**EXERCISE DIRECTIONS**
A verbatim transcript of the lines below, starting at the first and ending with the one that holds "to realize it.", is what should be produced.

**Collected data**

//! Build dependency driver.
//!
//! Walks a plan's build chain oldest dependency first and makes sure every
//! image exists. Images are existence-idempotent: a present `repo:tag` is
//! never rebuilt. A failure aborts the chain and leaves already realized
//! lower layers cached for the next attempt.

use std::path::Path;

use dbdeploy_catalog::resolver::{ArtifactSet, BuildStep};
use dbdeploy_common::error::Result;
use dbdeploy_common::types::ImageRef;

use crate::fetch::{self, ArtifactFetcher};
use crate::store::ImageStore;
use crate::template;

/// How an image came to be present.
#[derive(Debug, Clone, Copy, PartialEq, Eq)]
pub enum ImageStatus {
    /// Already present, nothing done.
    Cached,
    /// Built from a local context.
    Built,
    /// Pulled from a registry.
    Pulled,
}

impl std::fmt::Display for ImageStatus {
    fn fmt(&self, f: &mut std::fmt::Formatter<'_>) -> std::fmt::Result {
        match self {
            Self::Cached => write!(f, "cached"),
            Self::Built => write!(f, "built"),
            Self::Pulled => write!(f, "pulled"),
        }
    }
}

/// Result of realizing one image of a chain.
#[derive(Debug, Clone, PartialEq, Eq)]
pub struct LayerOutcome {
    /// The realized image.
    pub image: ImageRef,
    /// What was done to realize it.
    pub status: ImageStatus,
}

/// Realizes images through an [`ImageStore`], fetching artifacts on demand.
pub struct BuildDriver<'a> {
    store: &'a dyn ImageStore,
    fetcher: &'a dyn ArtifactFetcher,
}

impl std::fmt::Debug for BuildDriver<'_> {
    fn fmt(&self, f: &mut std::fmt::Formatter<'_>) -> std::fmt::Result {
        f.debug_struct("BuildDriver").finish_non_exhaustive()
    }
}

impl<'a> BuildDriver<'a> {
    /// Creates a driver over an image store and an artifact fetcher.
    #[must_use]
    pub fn new(store: &'a dyn ImageStore, fetcher: &'a dyn ArtifactFetcher) -> Self {
        Self { store, fetcher }
    }

    /// Ensures `image` exists, building it from `context` if missing.
    ///
    /// Missing artifacts are fetched into the context before building.
    ///
    /// # Errors
    ///
    /// Returns an error if the store cannot be queried, a fetch fails or
    /// the build fails.
    pub fn ensure_image(
        &self,
        image: &ImageRef,
        context: &Path,
        artifacts: Option<&ArtifactSet>,
    ) -> Result<ImageStatus> {
        self.ensure_built(image, context, artifacts, None)
    }

    /// Ensures `image` exists, pulling it if missing.
    ///
    /// # Errors
    ///
    /// Returns an error if the store cannot be queried or the pull fails.
    pub fn ensure_pulled(&self, image: &ImageRef) -> Result<ImageStatus> {
        if self.store.image_exists(image)? {
            tracing::info!(image = %image, "image already exists");
            return Ok(ImageStatus::Cached);
        }
        tracing::info!(image = %image, "pulling image");
        self.store.pull_image(image)?;
        Ok(ImageStatus::Pulled)
    }

    /// Realizes every step of `chain` in order.
    ///
    /// A template step is applied only when the image built after it is
    /// missing, so a cached release never needs its template tree.
    ///
    /// # Errors
    ///
    /// Returns the first failure; later steps are not attempted.
    pub fn realize(&self, chain: &[BuildStep]) -> Result<Vec<LayerOutcome>> {
        let mut outcomes = Vec::with_capacity(chain.len());
        let mut pending_template: Option<(&Path, &Path)> = None;

        for step in chain {
            match step {
                BuildStep::Template { source, context } => {
                    pending_template = Some((source.as_path(), context.as_path()));
                }
                BuildStep::Build {
                    image,
                    context,
                    artifacts,
                    ..
                } => {
                    let seed = pending_template.take();
                    let status = self.ensure_built(image, context, artifacts.as_ref(), seed)?;
                    outcomes.push(LayerOutcome {
                        image: image.clone(),
                        status,
                    });
                }
                BuildStep::Pull { image } => {
                    let status = self.ensure_pulled(image)?;
                    outcomes.push(LayerOutcome {
                        image: image.clone(),
                        status,
                    });
                }
            }
        }

        if let Some((source, context)) = pending_template {
            let _ = template::copy_template(source, context)?;
        }
        Ok(outcomes)
    }

    fn ensure_built(
        &self,
        image: &ImageRef,
        context: &Path,
        artifacts: Option<&ArtifactSet>,
        seed: Option<(&Path, &Path)>,
    ) -> Result<ImageStatus> {
        if self.store.image_exists(image)? {
            tracing::info!(image = %image, "image already exists");
            return Ok(ImageStatus::Cached);
        }
        if let Some(set) = artifacts {
            let report = fetch::fetch_missing(self.fetcher, set)?;
            tracing::debug!(
                fetched = report.fetched.len(),
                present = report.present.len(),
                "artifacts ready"
            );
        }
        if let Some((source, dest)) = seed {
            let _ = template::copy_template(source, dest)?;
        }
        tracing::info!(image = %image, context = %context.display(), "building image");
        self.store.build_image(image, context)?;
        Ok(ImageStatus::Built)
    }
}

#[cfg(test)]
mod tests {
    use std::cell::RefCell;
    use std::collections::HashSet;
    use std::path::PathBuf;

    use dbdeploy_catalog::resolver::{Artifact, LayerRole};
    use dbdeploy_common::error::DeployError;

    use super::*;

    #[derive(Default)]
    struct FakeStore {
        present: RefCell<HashSet<String>>,
        builds: RefCell<Vec<(String, PathBuf)>>,
        pulls: RefCell<Vec<String>>,
        fail_build: Option<String>,
    }

    impl FakeStore {
        fn with_present(images: &[&str]) -> Self {
            let store = Self::default();
            store
                .present
                .borrow_mut()
                .extend(images.iter().map(ToString::to_string));
            store
        }
    }

    impl ImageStore for FakeStore {
        fn image_exists(&self, image: &ImageRef) -> Result<bool> {
            Ok(self.present.borrow().contains(&image.to_string()))
        }

        fn build_image(&self, image: &ImageRef, context: &Path) -> Result<()> {
            if self.fail_build.as_deref() == Some(image.to_string().as_str()) {
                return Err(DeployError::Build {
                    image: image.to_string(),
                    stage: "build",
                    message: "exit code 1".into(),
                });
            }
            self.builds
                .borrow_mut()
                .push((image.to_string(), context.to_path_buf()));
            let _ = self.present.borrow_mut().insert(image.to_string());
            Ok(())
        }

        fn pull_image(&self, image: &ImageRef) -> Result<()> {
            self.pulls.borrow_mut().push(image.to_string());
            let _ = self.present.borrow_mut().insert(image.to_string());
            Ok(())
        }
    }

    #[derive(Default)]
    struct CountingFetcher {
        calls: RefCell<usize>,
    }

    impl ArtifactFetcher for CountingFetcher {
        fn fetch(&self, url: &str, dest: &Path) -> Result<()> {
            *self.calls.borrow_mut() += 1;
            std::fs::write(dest, b"data").map_err(|e| DeployError::Build {
                image: url.to_string(),
                stage: "fetch",
                message: e.to_string(),
            })
        }
    }

    fn chain(root: &Path) -> Vec<BuildStep> {
        let template = root.join("dockerdb/mysql/meta1/Dockerfile");
        std::fs::create_dir_all(template.parent().expect("parent")).expect("mkdir");
        std::fs::write(&template, "FROM qaqcatz-mysql-env:env1\n").expect("write");
        let context = root.join("download/mysql/5.0.15");
        vec![
            BuildStep::Build {
                role: LayerRole::Env,
                image: ImageRef::new("qaqcatz-mysql-env", "env1"),
                context: root.join("dockerdb/mysql/env1"),
                artifacts: None,
            },
            BuildStep::Template {
                source: template,
                context: context.clone(),
            },
            BuildStep::Build {
                role: LayerRole::Release,
                image: ImageRef::new("qaqcatz-mysql", "5.0.15"),
                context: context.clone(),
                artifacts: Some(ArtifactSet {
                    dir: context,
                    items: vec![Artifact {
                        file_name: "mysql-5.0.15.tar.gz".into(),
                        url: "https://dl.example.com/mysql-5.0.15.tar.gz".into(),
                        sha256: None,
                    }],
                }),
            },
        ]
    }

    #[test]
    fn ensure_image_on_present_image_builds_nothing() {
        let store = FakeStore::with_present(&["qaqcatz-mysql:5.0.15"]);
        let fetcher = CountingFetcher::default();
        let driver = BuildDriver::new(&store, &fetcher);
        let image = ImageRef::new("qaqcatz-mysql", "5.0.15");

        let first = driver
            .ensure_image(&image, Path::new("ctx"), None)
            .expect("first");
        let second = driver
            .ensure_image(&image, Path::new("ctx"), None)
            .expect("second");
        assert_eq!(first, ImageStatus::Cached);
        assert_eq!(second, ImageStatus::Cached);
        assert!(store.builds.borrow().is_empty());
    }

    #[test]
    fn ensure_image_twice_builds_once() {
        let store = FakeStore::default();
        let fetcher = CountingFetcher::default();
        let driver = BuildDriver::new(&store, &fetcher);
        let image = ImageRef::new("qaqcatz-mysql", "5.0.15");

        assert_eq!(
            driver
                .ensure_image(&image, Path::new("ctx"), None)
                .expect("first"),
            ImageStatus::Built
        );
        assert_eq!(
            driver
                .ensure_image(&image, Path::new("ctx"), None)
                .expect("second"),
            ImageStatus::Cached
        );
        assert_eq!(store.builds.borrow().len(), 1);
    }

    #[test]
    fn realize_builds_chain_bottom_up() {
        let dir = tempfile::tempdir().expect("tempdir");
        let store = FakeStore::default();
        let fetcher = CountingFetcher::default();
        let driver = BuildDriver::new(&store, &fetcher);

        let outcomes = driver.realize(&chain(dir.path())).expect("realize");
        let built: Vec<String> = store.builds.borrow().iter().map(|b| b.0.clone()).collect();
        assert_eq!(built, vec!["qaqcatz-mysql-env:env1", "qaqcatz-mysql:5.0.15"]);
        assert_eq!(outcomes.len(), 2);
        assert!(outcomes.iter().all(|o| o.status == ImageStatus::Built));

        let context = dir.path().join("download/mysql/5.0.15");
        assert!(context.join("Dockerfile").exists());
        assert!(context.join("mysql-5.0.15.tar.gz").exists());
        assert_eq!(*fetcher.calls.borrow(), 1);
    }

    #[test]
    fn realize_skips_template_and_fetch_for_cached_release() {
        let dir = tempfile::tempdir().expect("tempdir");
        let store = FakeStore::with_present(&["qaqcatz-mysql-env:env1", "qaqcatz-mysql:5.0.15"]);
        let fetcher = CountingFetcher::default();
        let driver = BuildDriver::new(&store, &fetcher);

        let outcomes = driver.realize(&chain(dir.path())).expect("realize");
        assert!(outcomes.iter().all(|o| o.status == ImageStatus::Cached));
        assert!(store.builds.borrow().is_empty());
        assert_eq!(*fetcher.calls.borrow(), 0);
        assert!(!dir.path().join("download/mysql/5.0.15/Dockerfile").exists());
    }

    #[test]
    fn failed_release_build_keeps_lower_layers() {
        let dir = tempfile::tempdir().expect("tempdir");
        let store = FakeStore {
            fail_build: Some("qaqcatz-mysql:5.0.15".into()),
            ..FakeStore::default()
        };
        let fetcher = CountingFetcher::default();
        let driver = BuildDriver::new(&store, &fetcher);

        let err = driver.realize(&chain(dir.path())).unwrap_err();
        assert!(matches!(err, DeployError::Build { stage: "build", .. }));
        assert!(store.present.borrow().contains("qaqcatz-mysql-env:env1"));

        // The retry reuses the cached env layer and the fetched artifact.
        let retry = BuildDriver::new(&store, &fetcher);
        let _ = retry.realize(&chain(dir.path())).unwrap_err();
        assert_eq!(store.builds.borrow().len(), 1);
        assert_eq!(*fetcher.calls.borrow(), 1);
    }

    #[test]
    fn realize_pull_step_pulls_missing_image_once() {
        let store = FakeStore::default();
        let fetcher = CountingFetcher::default();
        let driver = BuildDriver::new(&store, &fetcher);
        let steps = vec![BuildStep::Pull {
            image: ImageRef::new("mysql", "8.0.30"),
        }];

        let first = driver.realize(&steps).expect("first");
        let second = driver.realize(&steps).expect("second");
        assert_eq!(first[0].status, ImageStatus::Pulled);
        assert_eq!(second[0].status, ImageStatus::Cached);
        assert_eq!(*store.pulls.borrow(), vec!["mysql:8.0.30".to_string()]);
    }

    #[test]
    fn image_status_display_is_lowercase() {
        assert_eq!(ImageStatus::Cached.to_string(), "cached");
        assert_eq!(ImageStatus::Pulled.to_string(), "pulled");
    }
}
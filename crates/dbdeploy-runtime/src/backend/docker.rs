//! Docker CLI backend.
//!
//! Drives the `docker` program through a [`CommandRunner`]. Every
//! invocation is a structured [`CommandSpec`], optionally wrapped in the
//! configured command prefix (e.g. `sudo -n`).

use std::path::Path;

use dbdeploy_common::command::{CommandOutput, CommandRunner, CommandSpec, SystemRunner};
use dbdeploy_common::config::RuntimeConfig;
use dbdeploy_common::error::{DeployError, Result};
use dbdeploy_common::types::{ContainerName, ImageRef};
use dbdeploy_image::store::ImageStore;

use super::{ContainerRuntime, RunSpec, locate_program};

/// Container runtime driven through the Docker command line.
#[derive(Debug, Clone)]
pub struct DockerCli<R = SystemRunner> {
    program: String,
    prefix: Vec<String>,
    runner: R,
}

impl DockerCli<SystemRunner> {
    /// Creates a backend from configuration, locating the program on `PATH`.
    ///
    /// # Errors
    ///
    /// Returns `DeployError::NotFound` if the runtime program is missing.
    pub fn from_config(config: &RuntimeConfig) -> Result<Self> {
        let path = locate_program(&config.program)?;
        tracing::debug!(program = %path.display(), "container runtime located");
        Ok(Self::with_runner(
            path.to_string_lossy(),
            config.command_prefix.clone(),
            SystemRunner,
        ))
    }
}

impl<R: CommandRunner> DockerCli<R> {
    /// Creates a backend over an arbitrary command runner.
    #[must_use]
    pub fn with_runner(program: impl Into<String>, prefix: Vec<String>, runner: R) -> Self {
        Self {
            program: program.into(),
            prefix,
            runner,
        }
    }

    fn command<I, S>(&self, args: I) -> CommandSpec
    where
        I: IntoIterator<Item = S>,
        S: Into<String>,
    {
        CommandSpec::new(self.program.clone()).args(args)
    }

    fn invoke(&self, spec: CommandSpec) -> std::io::Result<CommandOutput> {
        self.runner.run(&spec.with_prefix(&self.prefix))
    }

    /// Runs a container mutation, turning spawn failures and non-zero exits
    /// into runtime errors.
    fn mutate(&self, operation: &'static str, target: &str, spec: CommandSpec) -> Result<()> {
        let fail = |message: String| DeployError::Runtime {
            operation,
            target: target.to_string(),
            message,
        };
        let output = self.invoke(spec).map_err(|e| fail(e.to_string()))?;
        if !output.success() {
            return Err(fail(output.failure_message()));
        }
        Ok(())
    }

    fn realize(&self, stage: &'static str, image: &ImageRef, spec: CommandSpec) -> Result<()> {
        let fail = |message: String| DeployError::Build {
            image: image.to_string(),
            stage,
            message,
        };
        let output = self.invoke(spec).map_err(|e| fail(e.to_string()))?;
        if !output.success() {
            return Err(fail(output.failure_message()));
        }
        tracing::debug!(image = %image, stage, output = %output.stdout.trim_end(), "runtime output");
        Ok(())
    }
}

impl<R: CommandRunner> ImageStore for DockerCli<R> {
    fn image_exists(&self, image: &ImageRef) -> Result<bool> {
        let spec = self.command(["image", "inspect", "--format", "{{.Id}}"]).arg(image.to_string());
        let output = self.invoke(spec).map_err(|e| DeployError::Runtime {
            operation: "inspect",
            target: image.to_string(),
            message: e.to_string(),
        })?;
        Ok(output.success())
    }

    fn build_image(&self, image: &ImageRef, context: &Path) -> Result<()> {
        let spec = self
            .command(["build", "-t"])
            .args([image.to_string(), ".".to_string()])
            .current_dir(context);
        self.realize("build", image, spec)
    }

    fn pull_image(&self, image: &ImageRef) -> Result<()> {
        let spec = self.command(["pull"]).arg(image.to_string());
        self.realize("pull", image, spec)
    }
}

impl<R: CommandRunner> ContainerRuntime for DockerCli<R> {
    fn list_names(&self, filter: &str, include_stopped: bool) -> Result<Vec<String>> {
        let mut spec = self.command(["ps"]);
        if include_stopped {
            spec = spec.arg("-a");
        }
        let spec = spec.args([
            "--filter".to_string(),
            format!("name={filter}"),
            "--format".to_string(),
            "{{.Names}}".to_string(),
        ]);
        let fail = |message: String| DeployError::Runtime {
            operation: "ps",
            target: filter.to_string(),
            message,
        };
        let output = self.invoke(spec).map_err(|e| fail(e.to_string()))?;
        if !output.success() {
            return Err(fail(output.failure_message()));
        }
        Ok(output
            .stdout
            .lines()
            .map(str::trim)
            .filter(|line| !line.is_empty())
            .map(String::from)
            .collect())
    }

    fn stop(&self, name: &ContainerName) -> Result<()> {
        self.mutate("stop", name.as_str(), self.command(["stop", name.as_str()]))
    }

    fn restart(&self, name: &ContainerName) -> Result<()> {
        self.mutate("restart", name.as_str(), self.command(["restart", name.as_str()]))
    }

    fn run(&self, spec: &RunSpec) -> Result<()> {
        let command = self
            .command(["run", "-itd", "--name", spec.name.as_str(), "-p"])
            .arg(format!("{}:{}", spec.host_port, spec.container_port))
            .args(spec.flags.iter().cloned())
            .arg(spec.image.to_string());
        self.mutate("run", spec.name.as_str(), command)
    }

    fn exec(&self, name: &ContainerName, command: &[String]) -> Result<CommandOutput> {
        let spec = self
            .command(["exec", name.as_str()])
            .args(command.iter().cloned());
        self.invoke(spec).map_err(|e| DeployError::Runtime {
            operation: "exec",
            target: name.to_string(),
            message: e.to_string(),
        })
    }
}
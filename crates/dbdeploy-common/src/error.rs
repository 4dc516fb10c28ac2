//! Unified error types for the dbdeploy workspace.
//!
//! Every failure surfaces as a [`DeployError`] and travels up to the CLI,
//! which reports it and exits non-zero. Nothing below the CLI retries except
//! the bounded readiness poll.

use std::fmt;
use std::path::PathBuf;

use thiserror::Error;

/// Top-level error type shared across the workspace.
#[derive(Debug, Error)]
pub enum DeployError {
    /// The catalog or configuration is unreadable or malformed.
    #[error("invalid configuration: {message}")]
    Config {
        /// Description of the invalid configuration.
        message: String,
    },

    /// A DBMS, release, bisect endpoint or program is unknown.
    #[error("{kind} not found: {id}")]
    NotFound {
        /// Type of the missing resource.
        kind: &'static str,
        /// Identifier of the missing resource.
        id: String,
    },

    /// An artifact fetch, template preparation or image build failed.
    #[error("build of {image} failed during {stage}: {message}")]
    Build {
        /// Image (or artifact) being realized.
        image: String,
        /// Build stage that failed.
        stage: &'static str,
        /// Underlying failure.
        message: String,
    },

    /// A container runtime mutation or exec failed.
    #[error("{operation} {target} failed: {message}")]
    Runtime {
        /// Runtime operation (stop, restart, run, exec, ...).
        operation: &'static str,
        /// Container or image the operation targeted.
        target: String,
        /// Underlying failure.
        message: String,
    },

    /// The readiness poll exhausted its attempt budget.
    #[error("{target} not ready after {attempts} attempts")]
    Timeout {
        /// Container that never became ready.
        target: String,
        /// Number of probe attempts made.
        attempts: u32,
    },

    /// Reading the catalog or configuration failed.
    #[error("I/O error at {path}: {source}")]
    Io {
        /// Path where the I/O error occurred.
        path: PathBuf,
        /// Underlying I/O error.
        source: std::io::Error,
    },

    /// Serialization or deserialization failed.
    #[error("serialization error: {source}")]
    Serialization {
        /// Underlying serialization error.
        #[from]
        source: serde_json::Error,
    },
}

/// Coarse failure category used when reporting an aborted invocation.
#[derive(Debug, Clone, Copy, PartialEq, Eq)]
pub enum ErrorKind {
    /// Catalog or configuration problem.
    Config,
    /// Unknown identifier.
    NotFound,
    /// Fetch or build failure.
    Build,
    /// Container runtime failure.
    Runtime,
    /// Readiness poll exhausted.
    Timeout,
}

impl fmt::Display for ErrorKind {
    fn fmt(&self, f: &mut fmt::Formatter<'_>) -> fmt::Result {
        match self {
            Self::Config => write!(f, "config"),
            Self::NotFound => write!(f, "not-found"),
            Self::Build => write!(f, "build"),
            Self::Runtime => write!(f, "runtime"),
            Self::Timeout => write!(f, "timeout"),
        }
    }
}

impl DeployError {
    /// Returns the reporting category of this error.
    ///
    /// `Io` and `Serialization` are raised while loading the catalog or
    /// configuration. Build-time file failures are reported as `Build`.
    #[must_use]
    pub const fn kind(&self) -> ErrorKind {
        match self {
            Self::Config { .. } | Self::Io { .. } | Self::Serialization { .. } => {
                ErrorKind::Config
            }
            Self::NotFound { .. } => ErrorKind::NotFound,
            Self::Build { .. } => ErrorKind::Build,
            Self::Runtime { .. } => ErrorKind::Runtime,
            Self::Timeout { .. } => ErrorKind::Timeout,
        }
    }
}

/// Convenience alias used throughout the workspace.
pub type Result<T> = std::result::Result<T, DeployError>;

#[cfg(test)]
mod tests {
    use super::*;

    #[test]
    fn not_found_message_names_identifier() {
        let err = DeployError::NotFound {
            kind: "release",
            id: "5.0.15".into(),
        };
        assert_eq!(err.to_string(), "release not found: 5.0.15");
        assert_eq!(err.kind(), ErrorKind::NotFound);
    }

    #[test]
    fn build_message_names_stage() {
        let err = DeployError::Build {
            image: "qaqcatz-mysql:5.0.15".into(),
            stage: "build",
            message: "exit status 1".into(),
        };
        assert!(err.to_string().contains("during build"));
        assert_eq!(err.kind(), ErrorKind::Build);
    }

    #[test]
    fn io_errors_report_as_config() {
        let err = DeployError::Io {
            path: PathBuf::from("db.json"),
            source: std::io::Error::from(std::io::ErrorKind::NotFound),
        };
        assert_eq!(err.kind(), ErrorKind::Config);
    }

    #[test]
    fn serialization_errors_report_as_config() {
        let source = serde_json::from_str::<Vec<u8>>("{").unwrap_err();
        let err = DeployError::from(source);
        assert_eq!(err.kind(), ErrorKind::Config);
    }
}
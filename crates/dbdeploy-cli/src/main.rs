//! # dbdeploy
//!
//! Builds, deploys and bisects DBMS releases as Docker containers.

#![cfg_attr(test, allow(clippy::expect_used, clippy::unwrap_used))]

mod commands;
mod output;

use clap::Parser;
use dbdeploy_common::error::DeployError;
use tracing_subscriber::EnvFilter;

use crate::commands::{Cli, LogFormat};

fn main() -> anyhow::Result<()> {
    let cli = Cli::parse();
    init_tracing(cli.global.log_format);

    commands::execute(cli).inspect_err(|err| {
        if let Some(e) = err.downcast_ref::<DeployError>() {
            tracing::error!(kind = %e.kind(), "{e}");
        }
    })
}

fn init_tracing(format: LogFormat) {
    let filter = EnvFilter::try_from_default_env().unwrap_or_else(|_| EnvFilter::new("info"));
    let builder = tracing_subscriber::fmt()
        .with_env_filter(filter)
        .with_writer(std::io::stderr);
    match format {
        LogFormat::Text => builder.init(),
        LogFormat::Json => builder.json().init(),
    }
}
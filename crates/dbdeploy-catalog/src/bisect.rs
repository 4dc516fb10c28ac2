//! Single-step bisection over a DBMS's ordered releases.
//!
//! Each call returns the midpoint between two releases. The narrowing loop
//! itself (test the midpoint, pick a half, call again) is driven by the
//! operator or an external script.

use dbdeploy_common::error::{DeployError, Result};

use crate::catalog::Catalog;
use crate::model::Release;

/// Returns the release halfway between `old` and `new`, inclusive.
///
/// `new` is searched only from `old`'s position onwards, so a pair given
/// in reverse catalog order fails instead of being swapped. The midpoint
/// index rounds toward `old`.
///
/// # Errors
///
/// Returns `DeployError::NotFound` if `old` is absent, or if `new` does not
/// appear at or after `old`.
pub fn bisect<'a>(releases: &'a [Release], old: &str, new: &str) -> Result<&'a Release> {
    let lo = releases
        .iter()
        .position(|r| r.id == old)
        .ok_or_else(|| DeployError::NotFound {
            kind: "bisect start",
            id: old.to_string(),
        })?;
    let hi = releases[lo..]
        .iter()
        .position(|r| r.id == new)
        .map(|offset| lo + offset)
        .ok_or_else(|| DeployError::NotFound {
            kind: "bisect end",
            id: new.to_string(),
        })?;
    let mid = lo + (hi - lo) / 2;
    tracing::debug!(lo, hi, mid, "bisect");
    Ok(&releases[mid])
}

impl Catalog {
    /// Bisects between two releases of `dbms`.
    ///
    /// # Errors
    ///
    /// Returns `DeployError::NotFound` if the DBMS or either endpoint is
    /// unknown, or the endpoints are out of order.
    pub fn bisect(&self, dbms: &str, old: &str, new: &str) -> Result<&Release> {
        bisect(self.find_dbms(dbms)?.releases(), old, new)
    }
}

#[cfg(test)]
mod tests {
    use dbdeploy_common::types::ImageRef;

    use super::*;
    use crate::model::ReleaseSource;

    fn releases(ids: &[&str]) -> Vec<Release> {
        ids.iter()
            .map(|id| Release {
                id: (*id).to_string(),
                source: ReleaseSource::PullPrebuilt(ImageRef::new("mysql", *id)),
                run_flags: Vec::new(),
                readiness: None,
                init: Vec::new(),
            })
            .collect()
    }

    #[test]
    fn full_range_returns_middle() {
        let list = releases(&["v1", "v2", "v3", "v4", "v5"]);
        assert_eq!(bisect(&list, "v1", "v5").expect("bisect").id, "v3");
    }

    #[test]
    fn same_endpoint_returns_itself() {
        let list = releases(&["v1", "v2", "v3", "v4", "v5"]);
        assert_eq!(bisect(&list, "v3", "v3").expect("bisect").id, "v3");
    }

    #[test]
    fn even_span_rounds_toward_old() {
        let list = releases(&["v1", "v2", "v3", "v4"]);
        assert_eq!(bisect(&list, "v1", "v4").expect("bisect").id, "v2");
        assert_eq!(bisect(&list, "v3", "v4").expect("bisect").id, "v3");
    }

    #[test]
    fn reversed_endpoints_are_not_found() {
        let list = releases(&["v1", "v2", "v3", "v4", "v5"]);
        let err = bisect(&list, "v4", "v2").unwrap_err();
        assert!(
            matches!(err, DeployError::NotFound { kind: "bisect end", ref id } if id == "v2"),
            "got: {err}"
        );
    }

    #[test]
    fn unknown_start_is_not_found() {
        let list = releases(&["v1", "v2"]);
        let err = bisect(&list, "v0", "v2").unwrap_err();
        assert!(matches!(err, DeployError::NotFound { kind: "bisect start", .. }));
    }

    #[test]
    fn catalog_bisect_uses_dbms_release_order() {
        let catalog = Catalog::from_json(
            r#"[ { "name": "mysql", "port": 3306, "versions": [
                { "name": "5.0.15" }, { "name": "5.0.16" }, { "name": "5.0.17" } ] } ]"#,
        )
        .expect("catalog");
        assert_eq!(
            catalog.bisect("mysql", "5.0.15", "5.0.17").expect("bisect").id,
            "5.0.16"
        );
        assert!(catalog.bisect("postgres", "a", "b").is_err());
    }
}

**EXERCISE RESPONSE**
//! Build dependency driver.
//!
//! Walks a plan's build chain oldest dependency first and makes sure every
//! image exists. Images are existence-idempotent: a present `repo:tag` is
//! never rebuilt. A failure aborts the chain and leaves already realized
//! lower layers cached for the next attempt.

use std::path::Path;

use dbdeploy_catalog::resolver::{ArtifactSet, BuildStep};
use dbdeploy_common::error::Result;
use dbdeploy_common::types::ImageRef;

use crate::fetch::{self, ArtifactFetcher};
use crate::store::ImageStore;
use crate::template;

/// How an image came to be present.
#[derive(Debug, Clone, Copy, PartialEq, Eq)]
pub enum ImageStatus {
    /// Already present, nothing done.
    Cached,
    /// Built from a local context.
    Built,
    /// Pulled from a registry.
    Pulled,
}

impl std::fmt::Display for ImageStatus {
    fn fmt(&self, f: &mut std::fmt::Formatter<'_>) -> std::fmt::Result {
        match self {
            Self::Cached => write!(f, "cached"),
            Self::Built => write!(f, "built"),
            Self::Pulled => write!(f, "pulled"),
        }
    }
}

/// Result of realizing one image of a chain.
#[derive(Debug, Clone, PartialEq, Eq)]
pub struct LayerOutcome {
    /// The realized image.
    pub image: ImageRef,
    /// What was done to realize it.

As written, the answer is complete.